In 1990, the federal court became involved with California’s prison overcrowding issue when Coleman v. Brown, was filed. Coleman claimed the state inadequately treats mental illnesses. Plata v. Brown later followed the Coleman case in 2001, claiming sub par medical care. In 2010, the U.S. Supreme Court heard the combined cases in Coleman/Plata v. Brown and determined because of overcrowding, California prisons’ health care delivery system violated the cruel and unusual punishment clause of the Constitution, and to correct the deficiencies, the inmate prison population had to be reduced to 137.5 percent of designed capacity.
Dr. Cranshaw came into the prison system in light of Court’s order to bring the prison system’s medical care delivery system to constitutional levels.
Well liked and respected by his patients, Dr. Cranshaw, has been into medicine for more than 20 years. He is leaving San Quentin to work at the Long Term Acute Rehabilitation Hospital in Kentfield, designed for people who have just gotten out of the Intensive Care Unit and or Surgery.
“The biggest downside I see about the [medical] setup now is access”
In a medical examination room, sated with a backbone replica, charts, diagrams, and other informative medical bits and pieces of information, Dr. Cranshaw sat at a neatly arranged workstation, going over one of the 13 to 14 medical files he will review and evaluate this workday.
Cranshaw said the new position in Kentfield would allow him to spend more time with his family. “It’s been awhile since I’ve had a lot of time to spend with my family. My new job will give me more day-time off, something we need.”
“When I started working at San Quentin, I worked in the modular trailers on the side of North Block,” said Cranshaw. “I preferred the trailers because it was an easier and faster way to see patients.”
When asked if there were any disadvantages working in the new facility as opposed to the modular trailer set up, Cranshaw said, “The biggest downside I see about the [medical] setup now is access. A patient here has to fill out a sick-call slip, call out ‘man down,’ etc. before they are in a position to receive treatment. The delay can sometimes be a problem.”
Seeing a doctor outside of prison is easier said Cranshaw. “A patient can go to a clinic, see any doctor they choose. If they aren’t satisfied there, they can always go to another hospital or clinic.”
Paul L. said, “Dr. Cranshaw is one of the most thorough, caring doctors I’ve met since my incarceration. Every time I sat with Cranshaw, it was no different from any doctor I’ve dealt with out in the free world. He heard me out and dealt with the problem.”

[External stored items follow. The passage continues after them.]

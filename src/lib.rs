//! # mwquery
//!
//! Compiles Lucene-style search queries over a malware-sample repository
//! into condition trees, and lowers those trees to PostgreSQL.
//!
//! ```text
//! "file.size:>1M AND tag:emotet"
//!   → parser::parse_query      (ast::Item)
//!   → compiler::QueryCompiler  (condition::ConditionNode)
//!   → sql_compiler::SqlCompiler (SQL)
//! ```

pub mod ast;
pub mod compiler;
pub mod condition;
pub mod config;
pub mod defaults;
pub mod error;
pub mod fields;
pub mod kind;
pub mod lexer;
pub mod parser;
pub mod range;
pub mod schema;
pub mod sql_compiler;
pub mod token;
pub mod value;

pub use compiler::{CompileOptions, CompiledQuery, QueryCompiler};
pub use condition::{ConditionNode, Visibility};
pub use config::SearchConfig;
pub use error::{QueryError, Result};
pub use kind::ObjectKind;
pub use parser::parse_query;
pub use sql_compiler::SqlCompiler;
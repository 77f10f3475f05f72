//! Error types for query compilation.

use thiserror::Error;

use crate::kind::ObjectKind;
use crate::parser::ParseError;

pub type Result<T, E = QueryError> = std::result::Result<T, E>;

/// Errors raised while turning a query into a condition tree.
///
/// Everything except [`QueryError::Schema`] is caused by the query text and
/// should be reported back to the user as-is.
#[derive(Error, Debug, Clone, PartialEq)]
pub enum QueryError {
    /// Unknown selector, missing attribute key or a bare term with no default field
    #[error("field not queryable: {0}")]
    FieldNotQueryable(String),

    #[error("can't search for objects with type '{first}' and '{second}' in the same query")]
    MultipleKindsQueried { first: ObjectKind, second: ObjectKind },

    /// Value shape doesn't fit the field's type
    #[error("unsupported value '{value}' for field '{field}': {reason}")]
    UnsupportedValueForField {
        field: String,
        value: String,
        reason: String,
    },

    /// Valid syntax the compiler refuses to interpret
    #[error("unsupported grammar: {0}")]
    UnsupportedGrammar(String),

    #[error("syntax error: {0}")]
    Syntax(#[from] ParseError),

    /// Registry inconsistency; never caused by user input
    #[error("schema error: {0}")]
    Schema(String),
}

impl QueryError {
    pub(crate) fn unsupported_value(
        field: impl Into<String>,
        value: impl Into<String>,
        reason: impl Into<String>,
    ) -> Self {
        Self::UnsupportedValueForField {
            field: field.into(),
            value: value.into(),
            reason: reason.into(),
        }
    }

    /// Whether the error stems from the query itself rather than from the schema
    pub fn is_user_error(&self) -> bool {
        !matches!(self, Self::Schema(_))
    }
}

#[cfg(test)]
mod tests {
    use super::*;

    #[test]
    fn test_messages() {
        let err = QueryError::MultipleKindsQueried {
            first: ObjectKind::File,
            second: ObjectKind::Config,
        };
        assert_eq!(
            err.to_string(),
            "can't search for objects with type 'File' and 'Config' in the same query"
        );

        let err = QueryError::unsupported_value("size", "10Q", "unknown size unit");
        assert_eq!(err.to_string(), "unsupported value '10Q' for field 'size': unknown size unit");
    }

    #[test]
    fn test_schema_errors_are_internal() {
        assert!(QueryError::FieldNotQueryable("foo".into()).is_user_error());
        assert!(!QueryError::Schema("missing table".into()).is_user_error());
    }
}
//! # mwquery 命令行工具
//!
//! 编译搜索查询，打印条件树和生成的SQL。不带查询参数时进入交互模式。
//!
//! ```bash
//! mwquery 'tag:emotet AND file.size:>1M'
//! mwquery --kind file d41d8cd98f00b204e9800998ecf8427e
//! mwquery --config search.json --json 'child:(family:"evil")'
//! ```

use anyhow::{Context, Result};
use clap::Parser;
use rustyline::error::ReadlineError;
use rustyline::DefaultEditor;
use std::path::PathBuf;
use tracing::{error, info, Level};
use tracing_subscriber::FmtSubscriber;

use mwquery::{ObjectKind, QueryCompiler, QueryError, SearchConfig, SqlCompiler, Visibility};

#[derive(Parser)]
#[command(name = "mwquery")]
#[command(about = "Compile Lucene search queries for a malware repository into SQL")]
#[command(version)]
struct Cli {
    /// Query to compile; starts an interactive prompt when omitted
    query: Option<String>,

    /// Kind of objects to search (object, file, config, blob)
    #[arg(short, long)]
    kind: Option<ObjectKind>,

    /// Path to a JSON search config
    #[arg(short, long)]
    config: Option<PathBuf>,

    /// Comma-separated groups share conditions are limited to
    #[arg(long, value_delimiter = ',')]
    visible_groups: Option<Vec<String>>,

    /// Print the condition tree as JSON
    #[arg(long)]
    json: bool,

    /// Enable verbose logging
    #[arg(short, long)]
    verbose: bool,
}

/// 根据命令行参数和配置创建一次，供每条查询使用
struct Session {
    compiler: QueryCompiler<'static>,
    sql: SqlCompiler,
    json: bool,
}

impl Session {
    fn new(cli: &Cli) -> Result<Self> {
        // 优先使用JSON配置，未指定时使用默认配置
        let config = match &cli.config {
            Some(path) => {
                let config = SearchConfig::from_json_file(path)
                    .with_context(|| format!("Failed to load config from {}", path.display()))?;
                info!(path = %path.display(), tables = config.tables.len(), "loaded search config");
                config
            }
            None => SearchConfig::default(),
        };

        let mut options = config.compile_options();
        if let Some(kind) = cli.kind {
            options.kind = kind;
        }
        if let Some(groups) = &cli.visible_groups {
            options.visibility = Visibility::groups(groups.iter().cloned());
        }

        Ok(Self {
            compiler: QueryCompiler::new(options),
            sql: config.sql_compiler(),
            json: cli.json,
        })
    }

    fn run(&self, query: &str) -> Result<()> {
        let compiled = self.compiler.compile_str(query)?;

        println!("[kind] {}", compiled.kind);
        if self.json {
            let json = serde_json::to_string_pretty(&compiled.condition)
                .context("Failed to serialize condition tree")?;
            println!("[condition]\n{json}");
        } else {
            println!("[condition] {}", compiled.condition);
        }

        // SQL 编译器 - 条件树转换为SQL
        let result = self.sql.compile(&compiled.condition, compiled.kind)?;
        println!("[sql] {}", result.sql);
        Ok(())
    }
}

fn repl(session: &Session) -> Result<()> {
    let mut editor = DefaultEditor::new().context("Failed to start line editor")?;
    println!("mwquery {} (Ctrl-D to exit)", env!("CARGO_PKG_VERSION"));

    loop {
        match editor.readline("mwquery> ") {
            Ok(line) => {
                let query = line.trim();
                if query.is_empty() {
                    continue;
                }
                editor.add_history_entry(query)?;
                if let Err(e) = session.run(query) {
                    match e.downcast_ref::<QueryError>() {
                        Some(query_error) if !query_error.is_user_error() => {
                            error!("internal error: {query_error}")
                        }
                        _ => eprintln!("error: {e:#}"),
                    }
                }
            }
            Err(ReadlineError::Interrupted) => continue,
            Err(ReadlineError::Eof) => break,
            Err(e) => return Err(e).context("Failed to read line"),
        }
    }
    Ok(())
}

fn main() -> Result<()> {
    let cli = Cli::parse();

    let level = if cli.verbose {
        Level::DEBUG
    } else {
        Level::INFO
    };

    let subscriber = FmtSubscriber::builder()
        .with_max_level(level)
        .with_target(false)
        .with_writer(std::io::stderr)
        .finish();

    tracing::subscriber::set_global_default(subscriber)
        .context("Failed to set tracing subscriber")?;

    let session = Session::new(&cli)?;
    match &cli.query {
        Some(query) => session.run(query),
        None => repl(&session),
    }
}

According to Cranshaw, about 40 percent of the prison population is infected with Hep-C. He stressed that prevention is important and everyone should be careful. “The medical problems I see here at San Quentin are about the same as those patients I see on the outside. The patients here, for the most part all want help for their ailments or medical conditions, etc.” Cranshaw said for the most part, prisoner patients want what people on the outside want, treatment for their medical issues.
Terminal cancer patient Bill Lambie said, “Dr. Cranshaw, Chief Medical Officer Dr. [E.] Tootell, and San Quentin’s medical staff has been more than gracious to me. I am dying of cancer, and they have done everything in their power to help me with my situation. My family and I are grateful.”

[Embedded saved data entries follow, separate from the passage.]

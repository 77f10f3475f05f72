//! 配置模块，负责加载JSON格式的搜索配置

use serde::{Deserialize, Serialize};
use std::collections::HashMap;
use std::fs;
use std::path::{Path, PathBuf};
use thiserror::Error;

use crate::compiler::{CompileOptions, DEFAULT_MAX_SUBQUERY_DEPTH};
use crate::condition::Visibility;
use crate::kind::ObjectKind;
use crate::sql_compiler::SqlCompiler;

#[derive(Error, Debug)]
pub enum ConfigError {
    #[error("config file does not exist: {}", .0.display())]
    Missing(PathBuf),

    #[error("cannot read config file {}: {source}", .path.display())]
    Read {
        path: PathBuf,
        #[source]
        source: std::io::Error,
    },

    #[error("cannot parse config file {}: {source}", .path.display())]
    Parse {
        path: PathBuf,
        #[source]
        source: serde_json::Error,
    },
}

/// 搜索配置结构
#[derive(Debug, Clone, Serialize, Deserialize)]
#[serde(default)]
pub struct SearchConfig {
    /// 逻辑表名到数据库表名的映射
    pub tables: HashMap<String, String>,
    /// 调用方未指定时默认查询的对象类型
    pub default_kind: ObjectKind,
    pub max_subquery_depth: usize,
    /// shared 条件可见的组，`None` 表示全部组
    pub visible_groups: Option<Vec<String>>,
}

impl Default for SearchConfig {
    fn default() -> Self {
        Self {
            tables: HashMap::new(),
            default_kind: ObjectKind::Object,
            max_subquery_depth: DEFAULT_MAX_SUBQUERY_DEPTH,
            visible_groups: None,
        }
    }
}

impl SearchConfig {
    /// 从JSON文件加载配置，缺失的键使用默认值
    pub fn from_json_file<P: AsRef<Path>>(path: P) -> Result<Self, ConfigError> {
        let path_ref = path.as_ref();

        // 检查文件是否存在
        if !path_ref.exists() {
            return Err(ConfigError::Missing(path_ref.to_path_buf()));
        }

        // 读取文件内容
        let content = fs::read_to_string(path_ref).map_err(|source| ConfigError::Read {
            path: path_ref.to_path_buf(),
            source,
        })?;

        // 解析JSON
        serde_json::from_str(&content).map_err(|source| ConfigError::Parse {
            path: path_ref.to_path_buf(),
            source,
        })
    }

    /// 创建使用配置中表映射的SQL编译器
    pub fn sql_compiler(&self) -> SqlCompiler {
        SqlCompiler::with_table_mapping(self.tables.clone())
    }

    pub fn visibility(&self) -> Visibility {
        match &self.visible_groups {
            Some(groups) => Visibility::groups(groups.iter().cloned()),
            None => Visibility::All,
        }
    }

    pub fn compile_options(&self) -> CompileOptions {
        CompileOptions {
            kind: self.default_kind,
            visibility: self.visibility(),
            max_subquery_depth: self.max_subquery_depth,
        }
    }
}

Lambie was granted a compassionate release by California State Parole Commissioners in July, but a San Bernardino judge refused to sign the release papers. (See Lambie’s story on page 1).
Raphael Calix said, “Dr. Cranshaw represented hope. His style of treating the ailment was to listen and to show me how much he cared. I felt really comfortable around him.”
Working at San Quentin was Cranshaw’s first time in a prison. He said his experience here has been educational. Cranshaw said the medical staff, his colleagues at San Quentin, are a great bunch of people. He enjoyed working with them and will miss them and his patients.
San Quentin’s Chief Medical Officer Dr. E. Tootell said, “We will miss Dr. Cranshaw and his contributions during his service here.”
Cranshaw also spent many Saturdays on his own time, volunteering as a sponsor for “No More Tears,” a non-violence group held in San Quentin’s Interfaith Chapel.
According to JulianGlenn “Luke” Padgett, one of Cranshaws’s previous patients here at San Quentin, “When I saw Dr. Cranshaw during an examination, I was impressed by how thorough he was, and the attention he gave me during my visits to the clinic. I only wish I could have seen him for all my appointments. He will be missed for sure.”